Table of Contents Author Guidelines Submit a Manuscript
Case Reports in Orthopedics
Volume 2018 (2018), Article ID 8965641, 6 pages
Case Report

Lung Middle Lobe Laceration Needing Lobectomy as Complication of Nuss Bar Removal

1Service de Chirurgie Orthopédique et Traumatologique, Cliniques Universitaires Saint-Luc, 10 Avenue Hippocrate, 1200 Brussels, Belgium
2Service de Chirurgie Thoracique et Cardiovasculaire, Cliniques Universitaires Saint-Luc, 10 Avenue Hippocrate, 1200 Brussels, Belgium
3Service d’Anesthésiologie, Cliniques Universitaires Saint-Luc, 10 Avenue Hippocrate, 1200 Brussels, Belgium

Correspondence should be addressed to Brice Henry; rf.liamtoh@80yrneh.b

Received 24 November 2017; Revised 3 January 2018; Accepted 24 January 2018; Published 22 February 2018

Academic Editor: Johannes Mayr

Copyright © 2018 Brice Henry et al. This is an open access article distributed under the Creative Commons Attribution License, which permits unrestricted use, distribution, and reproduction in any medium, provided the original work is properly cited.

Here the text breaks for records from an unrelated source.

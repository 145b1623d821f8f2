//! Instructions of the external bonding curve pool program.
//!
//! The program is an anchor program: ix data starts with an 8-byte
//! discriminator, `sha256("global:<ix_name>")[..8]`, followed by the borsh-encoded args.

pub mod init_target_config;
pub mod new_pool;

pub const ANCHOR_DISCM_LEN: usize = 8;
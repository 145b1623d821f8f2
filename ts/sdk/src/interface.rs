//! Types to bridge the wasm serde interface

use std::{borrow::Cow, collections::HashMap};

use bcpool_std::update::UpdateMap;
use bs58_fixed_wasm::Bs58Array;
use serde::{Deserialize, Serialize};
use serde_bytes::ByteBuf;
use tsify_next::{declare, Tsify};

#[declare]
pub type B58PK = Bs58Array<32, 44>;

#[derive(Debug, Default, Clone, Serialize, Deserialize, Tsify)]
#[tsify(into_wasm_abi, from_wasm_abi)]
#[serde(rename_all = "camelCase")]
pub struct AccountMap(pub HashMap<B58PK, Account>);

impl bcpool_std::update::Account for Account {
    #[inline]
    fn data(&self) -> &[u8] {
        &self.data
    }
}

impl UpdateMap for AccountMap {
    type Account<'a> = &'a Account;

    #[inline]
    fn get_account(&self, pk: &[u8; 32]) -> Option<Self::Account<'_>> {
        self.0.get(&Bs58Array(*pk))
    }
}

#[derive(Debug, Default, Clone, Serialize, Deserialize, Tsify)]
#[tsify(into_wasm_abi, from_wasm_abi, large_number_types_as_bigints)]
#[serde(rename_all = "camelCase")]
pub struct Account {
    pub data: ByteBuf,
    pub owner: B58PK,
}

/// External identities the create-pool transaction references,
/// and the cluster they live on.
///
/// See {@link defaultConfig}
#[derive(Debug, Clone, PartialEq, Eq, Hash, Serialize, Deserialize, Tsify)]
#[tsify(into_wasm_abi, from_wasm_abi)]
#[serde(rename_all = "camelCase")]
pub struct Config {
    /// JSON RPC endpoint to create the `Connection` with
    pub cluster_url: String,

    pub program_id: B58PK,
    pub quote_mint: B58PK,
    pub fee_recipient: B58PK,
    pub token_program: B58PK,
    pub associated_token_program: B58PK,
}

impl Config {
    pub(crate) fn from_std(
        bcpool_std::PoolCreatorConfig {
            cluster_url,
            program_id,
            quote_mint,
            fee_recipient,
            token_program,
            associated_token_program,
        }: bcpool_std::PoolCreatorConfig,
    ) -> Self {
        Self {
            cluster_url: cluster_url.into_owned(),
            program_id: B58PK::new(program_id),
            quote_mint: B58PK::new(quote_mint),
            fee_recipient: B58PK::new(fee_recipient),
            token_program: B58PK::new(token_program),
            associated_token_program: B58PK::new(associated_token_program),
        }
    }

    pub(crate) fn to_std(&self) -> bcpool_std::PoolCreatorConfig {
        let Self {
            cluster_url,
            program_id: Bs58Array(program_id),
            quote_mint: Bs58Array(quote_mint),
            fee_recipient: Bs58Array(fee_recipient),
            token_program: Bs58Array(token_program),
            associated_token_program: Bs58Array(associated_token_program),
        } = self;
        bcpool_std::PoolCreatorConfig {
            cluster_url: Cow::Owned(cluster_url.clone()),
            program_id: *program_id,
            quote_mint: *quote_mint,
            fee_recipient: *fee_recipient,
            token_program: *token_program,
            associated_token_program: *associated_token_program,
        }
    }
}

#[derive(Debug, Clone, Copy, PartialEq, Eq, Hash, Serialize, Deserialize, Tsify)]
#[tsify(into_wasm_abi, from_wasm_abi)]
#[serde(rename_all = "camelCase")]
pub struct CreatePoolAddrs {
    pub meme_mint: B58PK,
    pub target_config: B58PK,
    pub pool: B58PK,
    pub pool_signer: B58PK,
    pub quote_vault: B58PK,
    pub meme_vault: B58PK,
    pub fee_quote_vault: B58PK,
}

impl CreatePoolAddrs {
    pub(crate) fn from_std(
        bcpool_std::CreatePoolAddrs {
            meme_mint,
            target_config,
            pool,
            pool_signer,
            quote_vault,
            meme_vault,
            fee_quote_vault,
        }: bcpool_std::CreatePoolAddrs,
    ) -> Self {
        Self {
            meme_mint: B58PK::new(meme_mint),
            target_config: B58PK::new(target_config),
            pool: B58PK::new(pool),
            pool_signer: B58PK::new(pool_signer),
            quote_vault: B58PK::new(quote_vault),
            meme_vault: B58PK::new(meme_vault),
            fee_quote_vault: B58PK::new(fee_quote_vault),
        }
    }

    pub(crate) const fn to_std(&self) -> bcpool_std::CreatePoolAddrs {
        bcpool_std::CreatePoolAddrs {
            meme_mint: self.meme_mint.0,
            target_config: self.target_config.0,
            pool: self.pool.0,
            pool_signer: self.pool_signer.0,
            quote_vault: self.quote_vault.0,
            meme_vault: self.meme_vault.0,
            fee_quote_vault: self.fee_quote_vault.0,
        }
    }
}

/// Options to pass to `sendTransaction`
#[derive(Debug, Clone, Serialize, Deserialize, Tsify)]
#[tsify(into_wasm_abi, from_wasm_abi)]
#[serde(rename_all = "camelCase")]
pub struct SendOpts {
    pub skip_preflight: bool,

    #[tsify(type = "\"processed\" | \"confirmed\" | \"finalized\"")]
    pub preflight_commitment: String,

    #[tsify(optional)]
    pub max_retries: Option<u32>,

    /// Commitment to `confirmTransaction` at
    #[tsify(type = "\"processed\" | \"confirmed\" | \"finalized\"")]
    pub confirm_commitment: String,
}
pub mod create;
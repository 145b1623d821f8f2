mod gen;
mod mock;
mod pda;

pub use gen::*;
pub use mock::*;
pub use pda::*;
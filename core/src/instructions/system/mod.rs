pub mod create_account;
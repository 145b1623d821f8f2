use bcpool_std::{
    amount::TargetAmount,
    create_pool::{create_pool_ixs, CreatePoolIxArgs, CREATE_POOL_MIN_IXS},
    instructions::{pool::init_target_config::INIT_TARGET_CONFIG_IX_DISCM, token::MINT_LEN},
    rent::default_min_balance,
    PoolCreatorConfig, PoolCreatorForm,
};
use bcpool_test_utils::{existing_vaults_strat, sol_str_strat, target_amount_strat};
use proptest::prelude::*;

use crate::common::{addrs_for_mint_seed, wallet_pk, MINT_SEED};

proptest! {
    #[test]
    fn decimal_sol_parses_exactly((s, lamports) in sol_str_strat()) {
        prop_assert_eq!(TargetAmount::parse_sol(&s).map(|t| t.lamports()), Ok(lamports));

        let mut form = PoolCreatorForm::new();
        form.set_amount(s);
        let (_, target) = form.begin_submit(Some(wallet_pk()), 0).unwrap();
        prop_assert_eq!(target.lamports(), lamports);
    }
}

proptest! {
    #[test]
    fn target_written_to_config_ix(
        target in target_amount_strat(),
        existing_vaults in existing_vaults_strat(),
    ) {
        let cfg = PoolCreatorConfig::DEFAULT;
        let addrs = addrs_for_mint_seed(&cfg, MINT_SEED);
        let ixs = create_pool_ixs(CreatePoolIxArgs {
            cfg: &cfg,
            addrs: &addrs,
            signer: wallet_pk(),
            target,
            mint_rent_lamports: default_min_balance(MINT_LEN),
            existing_vaults,
        });
        let n_missing = existing_vaults.iter().filter(|e| !**e).count();
        prop_assert_eq!(ixs.len(), CREATE_POOL_MIN_IXS + n_missing);

        let cfg_ix = &ixs[ixs.len() - 3];
        prop_assert_eq!(&cfg_ix.data[..8], &INIT_TARGET_CONFIG_IX_DISCM);
        prop_assert_eq!(&cfg_ix.data[8..], &target.lamports().to_le_bytes());
    }
}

Minimally invasive procedure for the treatment of pectus excavatum as described by Nuss has been used from 1987. The bar initially introduced blindly is now introduced under thoracoscopic control to increase safety of the procedure. It is usually removed two to three years after its insertion in a one-day procedure. Complications of the bar removal are rare but potentially serious. We report the case of a serious complication which occurred immediately after the Nuss bar removal. A 15-year-old boy underwent a Nuss procedure for a severe pectus excavatum without relevant complication. The bar has been removed two years after its insertion in a minimally invasive procedure. Unfortunately, he developed in the immediate postoperative period a hemopneumothorax due to a right middle lobe laceration which required a middle lobectomy by thoracotomy for hemostasis. Lesions of intrathoracic organs are a rare but potentially serious complication of the removal of the Nuss bar. We now propose to perform this procedure under thoracoscopic control to avoid it. In our experience, adhesions between the bar and the pleura are always present, and those with potential risk for bleeding or inducing intrathoracic organ lesions are suppressed prior to the bar removal.